I am hard-pressed not to think that winning a lotto jackpot in any manner requires not only beating insurmountable odds, it also requires beating the remote likelihood of thieves taking a day off.

Congress was reported to have itched for an investigation. Nothing much came of it, however — at least one that is publicly known. Its honorable members seem to be what Cicero had referred to when he suggested some four centuries ago that there is honor even among thieves (a phrase which means, according to grammarist.com, that “even criminals have a code of conduct among themselves, such as to not steal from each other.)

There were other obscenities that, in my conceited view, were simply hard to ignore. The price of onions for end consumers during the holidays peaked at around P700 per kilogram. I thought this was atrocious, especially considering that local farmers hardly benefited from what appeared to be a manipulated pricing surge.

Then there was this more recent report (titled “Survival of the Richest” by Oxfam International) that says that “9 richest billionaires in the Philippines have more wealth than half of the country’s population.”

The curse of income inequality is of course not endemic to the Philippines or any one particular country. Same report (published on the opening day of this year’s World Economic Forum in Davos, Switzerland) in fact rues that the “richest 1 percent bag nearly twice as much wealth as the rest of the world.”

Neither is it a fresh indictment against governments who, by force of what early political thinkers have termed as social contract, have to assume the multifarious and often difficult tasks of social leveling. Data presented by ourworldindata.org indicate that the income share of the richest 10 percent of the population from 1985 to 2021 averaged at around 30 to 35 percent.

Regardless of who the individual leaders are, or whether governments operate under democratic or authoritarian regimes, and regardless of which economic model

is applied — controlled, marketdriven or hybrid, for example — the pervasiveness of social inequities remains the same. Not a few have been driven to a life of desperation and taken up arms, ready to kill and be killed, hunting the ogre that never dies.

Yet far from giving up on what can be viewed as a conundrum in social development, the student in me continues to feel the urge of academic arousal. I refer to my notes and find that my biases for the following approaches have hardly changed over the years:

1. Beyond the individual attributes of leaders (they count — integrity and competence being two of the most compelling examples), there is a need to sustain public support for the more important agenda of fortifying the moorings of a good governance culture and institutionalizing the legal frameworks that buttress it.

2. While development processes are time-consuming and bumpy, raising human capital among the general population is one slow yet sure way of lifting the overall social well-being, one generation at a time. Inputs that have been proven to work include quality education for all and universal health care programs. In cases where abject poverty still prevents certain segments of the population from accessing these services, cash transfers will still need to be promoted and supported.

3. The rich need to pay more taxes.
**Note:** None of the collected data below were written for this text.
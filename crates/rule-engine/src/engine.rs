//! 规则引擎
//!
//! 引擎在构造时编译规则，之后只读，可通过 `Arc` 在多个任务间共享。
//! 每次运行：
//!
//! ```text
//! Initialized -> Validating -> ValidationFailed
//!                           -> Evaluating (逐条规则) -> Completed
//! ```
//!
//! 每次运行创建独立的 [`Almanac`]，运行之间不共享事实缓存。

use std::sync::Arc;

use chrono::{Local, NaiveDate};
use serde::{Deserialize, Serialize};
use serde_json::{Map, Value};
use tracing::{debug, info, instrument, warn};
use uuid::Uuid;

use crate::almanac::Almanac;
use crate::compiler::{CompiledRule, RuleCompiler};
use crate::error::Result;
use crate::executor::RuleExecutor;
use crate::facts::calendar::DATE_FORMAT;
use crate::facts::{FactRegistry, names, number};
use crate::listener::{FnListener, RuleListener};
use crate::models::{EmittedEvent, Outcome, Rule, RuleEvent, RuleResult};
use crate::schema::ParcelSchema;

/// 单次运行的输入
#[derive(Debug, Clone, Default, Serialize, Deserialize)]
#[serde(rename_all = "camelCase")]
pub struct RunOptions {
    /// 待评估的地块（原始 JSON，运行前做 schema 校验）
    #[serde(default)]
    pub parcel: Value,
    /// 申报数量
    #[serde(default, skip_serializing_if = "Option::is_none")]
    pub quantity: Option<f64>,
    #[serde(default, skip_serializing_if = "Option::is_none")]
    pub tolerance: Option<f64>,
    /// 计算年份差的基准日期，缺省为当天
    #[serde(default, skip_serializing_if = "Option::is_none")]
    pub reference_date: Option<NaiveDate>,
    #[serde(default, skip_serializing_if = "Option::is_none")]
    pub action_id: Option<String>,
    #[serde(default, skip_serializing_if = "Option::is_none")]
    pub action_years_threshold: Option<f64>,
    /// 其他运行时事实
    #[serde(flatten)]
    pub extra: Map<String, Value>,
}

impl RunOptions {
    pub fn new(parcel: Value) -> Self {
        Self {
            parcel,
            ..Self::default()
        }
    }

    pub fn with_quantity(mut self, quantity: f64) -> Self {
        self.quantity = Some(quantity);
        self
    }

    pub fn with_tolerance(mut self, tolerance: f64) -> Self {
        self.tolerance = Some(tolerance);
        self
    }

    pub fn with_reference_date(mut self, date: NaiveDate) -> Self {
        self.reference_date = Some(date);
        self
    }

    pub fn with_action(mut self, action_id: impl Into<String>, years_threshold: f64) -> Self {
        self.action_id = Some(action_id.into());
        self.action_years_threshold = Some(years_threshold);
        self
    }

    pub fn with_action_id(mut self, action_id: impl Into<String>) -> Self {
        self.action_id = Some(action_id.into());
        self
    }

    /// 额外的运行时事实
    pub fn with_fact(mut self, name: impl Into<String>, value: Value) -> Self {
        self.extra.insert(name.into(), value);
        self
    }

    /// 生成本次运行的 Almanac，未提供的可选值不注册为事实
    fn into_almanac(self, registry: Arc<FactRegistry>) -> Almanac {
        let reference_date = self
            .reference_date
            .unwrap_or_else(|| Local::now().date_naive());

        let mut almanac = Almanac::new(registry)
            .with_runtime_fact(names::PARCEL, self.parcel)
            .with_runtime_fact(
                names::REFERENCE_DATE,
                Value::String(reference_date.format(DATE_FORMAT).to_string()),
            );

        if let Some(quantity) = self.quantity {
            almanac.add_runtime_fact(names::QUANTITY, number(quantity));
        }
        if let Some(tolerance) = self.tolerance {
            almanac.add_runtime_fact(names::TOLERANCE, number(tolerance));
        }
        if let Some(action_id) = self.action_id {
            almanac.add_runtime_fact(names::ACTION_ID, Value::String(action_id));
        }
        if let Some(threshold) = self.action_years_threshold {
            almanac.add_runtime_fact(names::ACTION_YEARS_THRESHOLD, number(threshold));
        }
        for (name, value) in self.extra {
            almanac.add_runtime_fact(name, value);
        }

        almanac
    }
}

/// 单次运行的结果
#[derive(Debug)]
pub struct RunResult {
    /// 每条规则一个结果，按评估顺序
    pub results: Vec<RuleResult>,
    almanac: Almanac,
}

impl RunResult {
    /// 本次运行的事实解析器，可继续查询任意事实
    pub fn almanac(&self) -> &Almanac {
        &self.almanac
    }

    /// 发出的事件（成功与失败）
    pub fn events(&self) -> Vec<EmittedEvent> {
        self.results.iter().map(EmittedEvent::from).collect()
    }

    pub fn success_count(&self) -> usize {
        self.results.iter().filter(|r| r.passed()).count()
    }

    pub fn rule_count(&self) -> usize {
        self.results.len()
    }

    /// 未通过的规则
    pub fn failures(&self) -> impl Iterator<Item = &RuleResult> {
        self.results.iter().filter(|r| !r.passed())
    }
}

/// 规则引擎
pub struct Engine {
    /// 按评估顺序排列
    rules: Vec<CompiledRule>,
    registry: Arc<FactRegistry>,
    schema: Arc<ParcelSchema>,
    executor: RuleExecutor,
    listeners: Vec<Arc<dyn RuleListener>>,
}

impl Engine {
    /// 编译规则并创建引擎
    pub fn new(rules: Vec<Rule>, registry: FactRegistry) -> Result<Self> {
        let mut compiler = RuleCompiler::new();
        let mut compiled = rules
            .into_iter()
            .map(|rule| compiler.compile(rule))
            .collect::<Result<Vec<_>>>()?;
        compiled.sort_by_key(CompiledRule::sort_key);

        info!(
            rule_count = compiled.len(),
            fact_count = registry.len(),
            "规则引擎初始化完成"
        );

        Ok(Self {
            rules: compiled,
            registry: Arc::new(registry),
            schema: Arc::new(ParcelSchema::new()?),
            executor: RuleExecutor::new(),
            listeners: Vec::new(),
        })
    }

    /// 使用内置事实创建引擎
    pub fn with_default_facts(rules: Vec<Rule>) -> Result<Self> {
        Self::new(rules, FactRegistry::with_defaults())
    }

    /// 启用解释模式：被短路的条件也会评估并记录
    pub fn with_explain(mut self, explain: bool) -> Self {
        self.executor = if explain {
            RuleExecutor::new().with_explain()
        } else {
            RuleExecutor::new()
        };
        self
    }

    /// 替换地块 schema
    pub fn with_schema(mut self, schema: ParcelSchema) -> Self {
        self.schema = Arc::new(schema);
        self
    }

    /// 订阅规则事件
    pub fn subscribe(&mut self, listener: Arc<dyn RuleListener>) -> &mut Self {
        self.listeners.push(listener);
        self
    }

    /// 规则通过时调用闭包
    pub fn on_success<F>(&mut self, handler: F) -> &mut Self
    where
        F: Fn(&RuleEvent, &Almanac, &RuleResult) -> anyhow::Result<()> + Send + Sync + 'static,
    {
        self.subscribe(Arc::new(FnListener::new(Outcome::Success, handler)))
    }

    /// 规则未通过时调用闭包
    pub fn on_failure<F>(&mut self, handler: F) -> &mut Self
    where
        F: Fn(&RuleEvent, &Almanac, &RuleResult) -> anyhow::Result<()> + Send + Sync + 'static,
    {
        self.subscribe(Arc::new(FnListener::new(Outcome::Failure, handler)))
    }

    pub fn rule_count(&self) -> usize {
        self.rules.len()
    }

    /// 按评估顺序返回规则
    pub fn rules(&self) -> impl Iterator<Item = &Rule> {
        self.rules.iter().map(|r| &r.rule)
    }

    pub fn registry(&self) -> &FactRegistry {
        &self.registry
    }

    /// 执行一次评估
    #[instrument(skip(self, options), fields(run_id = %Uuid::new_v4(), rule_count = self.rules.len()))]
    pub async fn run(&self, options: RunOptions) -> Result<RunResult> {
        debug!(state = "initialized", "运行开始");

        info!(state = "validating", "校验地块");
        if let Err(e) = self.schema.validate(&options.parcel) {
            info!(state = "validation_failed", error = %e, "地块校验失败，跳过规则评估");
            return Err(e);
        }

        let almanac = options.into_almanac(self.registry.clone());

        info!(state = "evaluating", "开始评估规则");
        let mut results = Vec::with_capacity(self.rules.len());
        for rule in &self.rules {
            let result = self.executor.execute(rule, &almanac).await?;
            self.notify(&result, &almanac).await;
            results.push(result);
        }

        let run = RunResult { results, almanac };
        info!(
            state = "completed",
            success_count = run.success_count(),
            failure_count = run.rule_count() - run.success_count(),
            "运行完成"
        );
        Ok(run)
    }

    /// 通知监听器，错误只记录不传播
    async fn notify(&self, result: &RuleResult, almanac: &Almanac) {
        for listener in &self.listeners {
            let outcome = match result.outcome {
                Outcome::Success => listener.on_success(&result.event, almanac, result).await,
                Outcome::Failure => listener.on_failure(&result.event, almanac, result).await,
            };

            if let Err(e) = outcome {
                warn!(rule = %result.name, outcome = ?result.outcome, error = %e, "监听器执行失败");
            }
        }
    }
}

impl std::fmt::Debug for Engine {
    fn fmt(&self, f: &mut std::fmt::Formatter<'_>) -> std::fmt::Result {
        f.debug_struct("Engine")
            .field(
                "rules",
                &self.rules.iter().map(|r| r.name()).collect::<Vec<_>>(),
            )
            .field("registry", &self.registry)
            .field("listeners", &self.listeners.len())
            .field("explain", &self.executor.explain())
            .finish()
    }
}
It is not only because tax systems have historically been regressive, but also because through rent-seeking, bribery and other corrupt practices, they either hoard or free-ride on public goods and services. Examples:

– Public services such as facilitation of judicial processes (where the rich are acquitted while the poor get killed), checking peace and order (where the rich can pay for motorriding escorts while the poor are searched and red-tagged), providing agrarian services (where land use conversions price out tenants and small farmers vital resource bases), generating leadership opportunities (access to which must pass through political dynasties), etc.

– Public goods such as infrastructure and facilities, mineral resources, marine resources, open public spaces, etc. are being exploited for commercial ends. Even farm-tomarket-roads, hyped up in congressional budget hearings as responsive to countryside development needs, tend to benefit the rich traders more than they do the poor farmers.

Looking back, one could see that the overall outlook has been tough for both taxpayers and their stewards in government. Here is thus wishing that for the rest of 2023, we continue to multiply ourselves, both in our readiness to laugh as well as in our capacity to bear our sorrows.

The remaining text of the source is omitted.